Selon le nouveau schéma départemental conforme à la loi Besson II et qui s’étale de 2021 à 2026, la situation de ce groupe, pour sortir de l’impasse doit être traitée sous l’égide du Coordonnateur départemental. Problème, à ce jour, il n’y a plus de coordination attachée au schéma départemental. « Le groupe dit des « Lovaras », qui peut compter jusqu’à une cinquantaine de ménages, se trouve quant à lui – en quasi-permanence – en situation d’occupation illicite de terrains.
À la différence des autres groupes ancrés plutôt au nord de l’agglomération, il ne dispose pas de « port d’attache » et navigue dans la zone sud du territoire autour de l’APA de Cabestany qu’il a squattée à plusieurs reprises (en y faisant à chaque fois des dégâts considérables). Ce groupe pose d’une manière plus générale des problèmes incessants d’incivilités et éprouve les plus grandes difficultés à adhérer à une démarche équilibrée de droits et d’obligations.

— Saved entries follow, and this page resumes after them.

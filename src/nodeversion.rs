//! Filepath: src/nodeversion.rs
//!
//! Node version latch for optimistic lock coupling.
//!
//! [`NodeVersion`] packs lock state, retirement state, and a sequence
//! counter into a single `AtomicU64`. Readers never mutate it; writers
//! acquire it by CAS and advance the sequence on unlock.
//!
//! # Concurrency Model
//! 1. Readers: call `begin_read()` to obtain a token, read node fields,
//!    then call `validate(token)`. On `Restart`, retry from the root.
//! 2. Writers: call `try_upgrade(token)` (or `try_write_lock()`), modify
//!    the node, then call `write_unlock()`.
//!
//! A reader's token is only valid if *no* writer unlocked the node between
//! `begin_read` and `validate`. Because unlocking always advances the
//! sequence, comparing the raw version word for exact equality is enough.

use std::hint;
use std::sync::atomic::AtomicU64;

use crate::ordering::{CAS_FAILURE, CAS_SUCCESS, READ_ORD, UNLOCK_ORD};

// ============================================================================
//  Bit Constants
// ============================================================================

/// Obsolete bit: node is logically retired. Terminal; readers restart forever.
const OBSOLETE_BIT: u64 = 1;

/// Lock bit: node is write-locked.
const LOCK_BIT: u64 = 1 << 1;

/// Low bit of the sequence counter (bits 2..63).
///
/// Lock and unlock both add `LOCK_BIT`; the unlock's addition carries out
/// of the lock bit and bumps the sequence by one step.
#[cfg(test)]
const SEQ_LOWBIT: u64 = 1 << 2;

// ============================================================================
//  Restart
// ============================================================================

/// Signal that an optimistic read or lock attempt observed concurrent
/// modification and the operation must be retried from the root.
///
/// Never surfaced to callers of the map interface; every public operation
/// absorbs it in a retry loop.
#[derive(Debug, Clone, Copy, PartialEq, Eq)]
pub struct Restart;

// ============================================================================
//  NodeVersion
// ============================================================================

/// A versioned latch for tree nodes.
///
/// # Layout
/// Bit 0: `obsolete` | Bit 1: `locked` | Bits 2..63: `sequence`
///
/// The sequence is 62 bits wide and must not wrap; at one unlock per
/// nanosecond that takes over a century, so wrap is not handled.
///
/// # Example
///
/// ```
/// use blink_tree::nodeversion::NodeVersion;
///
/// let v = NodeVersion::new();
/// let token = v.begin_read().unwrap();
///
/// // No writer intervened, so the token still validates.
/// assert!(v.validate(token).is_ok());
/// ```
#[derive(Debug)]
pub struct NodeVersion {
    value: AtomicU64,
}

impl NodeVersion {
    /// Create a new unlocked version with sequence zero.
    #[must_use]
    pub const fn new() -> Self {
        Self {
            value: AtomicU64::new(0),
        }
    }

    // ========================================================================
    //  Raw Accessors
    // ========================================================================

    /// Atomically load the raw version word.
    #[inline]
    #[must_use]
    pub fn observe(&self) -> u64 {
        self.value.load(READ_ORD)
    }

    /// Check whether a raw version word has the lock bit set.
    #[inline]
    #[must_use]
    pub const fn is_locked(version: u64) -> bool {
        (version & LOCK_BIT) != 0
    }

    /// Check whether a raw version word has the obsolete bit set.
    #[inline]
    #[must_use]
    pub const fn is_obsolete(version: u64) -> bool {
        (version & OBSOLETE_BIT) != 0
    }

    // ========================================================================
    //  Optimistic Read Protocol
    // ========================================================================

    /// Begin an optimistic read, returning the observed version as a token.
    ///
    /// # Errors
    /// [`Restart`] if the node is currently locked or obsolete. Emits a
    /// spin hint before failing so tight retry loops back off a little.
    #[inline]
    pub fn begin_read(&self) -> Result<u64, Restart> {
        let version: u64 = self.observe();

        if Self::is_locked(version) || Self::is_obsolete(version) {
            hint::spin_loop();
            return Err(Restart);
        }

        Ok(version)
    }

    /// Check that the version is still exactly `token`.
    ///
    /// Any difference, including a set lock or obsolete bit, means a writer
    /// has touched the node since `begin_read` and the read is invalid.
    ///
    /// # Errors
    /// [`Restart`] on any mismatch.
    #[inline]
    pub fn validate(&self, token: u64) -> Result<(), Restart> {
        if self.observe() == token {
            Ok(())
        } else {
            Err(Restart)
        }
    }

    // ========================================================================
    //  Write Lock Protocol
    // ========================================================================

    /// Try to acquire the write lock from an unlocked state.
    ///
    /// # Errors
    /// [`Restart`] if the node is locked, obsolete, or the CAS loses a race.
    #[inline]
    pub fn try_write_lock(&self) -> Result<(), Restart> {
        let version: u64 = self.observe();

        if Self::is_locked(version) || Self::is_obsolete(version) {
            hint::spin_loop();
            return Err(Restart);
        }

        match self
            .value
            .compare_exchange(version, version + LOCK_BIT, CAS_SUCCESS, CAS_FAILURE)
        {
            Ok(_) => Ok(()),
            Err(_) => {
                hint::spin_loop();
                Err(Restart)
            }
        }
    }

    /// Try to upgrade a read token to the write lock.
    ///
    /// Succeeds only if no writer has intervened since the token was taken,
    /// so the caller's prior reads remain valid under the lock.
    ///
    /// # Errors
    /// [`Restart`] if the version no longer equals `token`.
    #[inline]
    pub fn try_upgrade(&self, token: u64) -> Result<(), Restart> {
        match self
            .value
            .compare_exchange(token, token + LOCK_BIT, CAS_SUCCESS, CAS_FAILURE)
        {
            Ok(_) => Ok(()),
            Err(_) => {
                hint::spin_loop();
                Err(Restart)
            }
        }
    }

    /// Release the write lock, advancing the sequence.
    ///
    /// Must only be called by the lock holder. The addition clears the lock
    /// bit and carries into the sequence, invalidating outstanding tokens.
    #[inline]
    pub fn write_unlock(&self) {
        debug_assert!(
            Self::is_locked(self.value.load(crate::ordering::RELAXED)),
            "write_unlock on unlocked version"
        );

        self.value.fetch_add(LOCK_BIT, UNLOCK_ORD);
    }

    /// Release the write lock and mark the node obsolete.
    ///
    /// Once observed, readers restart forever at this node. The node may
    /// then be handed to whatever deferred-reclamation scheme the host uses.
    #[inline]
    pub fn write_unlock_obsolete(&self) {
        debug_assert!(
            Self::is_locked(self.value.load(crate::ordering::RELAXED)),
            "write_unlock_obsolete on unlocked version"
        );

        self.value.fetch_add(LOCK_BIT | OBSOLETE_BIT, UNLOCK_ORD);
    }
}

impl Default for NodeVersion {
    fn default() -> Self {
        Self::new()
    }
}

// ============================================================================
//  Tests
// ============================================================================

PMMCU s’est trouvée entravée dans son action du fait de la non-conformité aux prescriptions du schéma de 2014-2020 (prescriptions désormais réinitialisées dans le cadre du SDAHGV 2021-2026). La nouvelle donne permettra à l’ensemble des parties prenantes institutionnelles de faire alliance pour traiter sur le fond la situation de ce groupe spécifique en fédérant leurs interventions sous l’égide du Coordonnateur départemental ».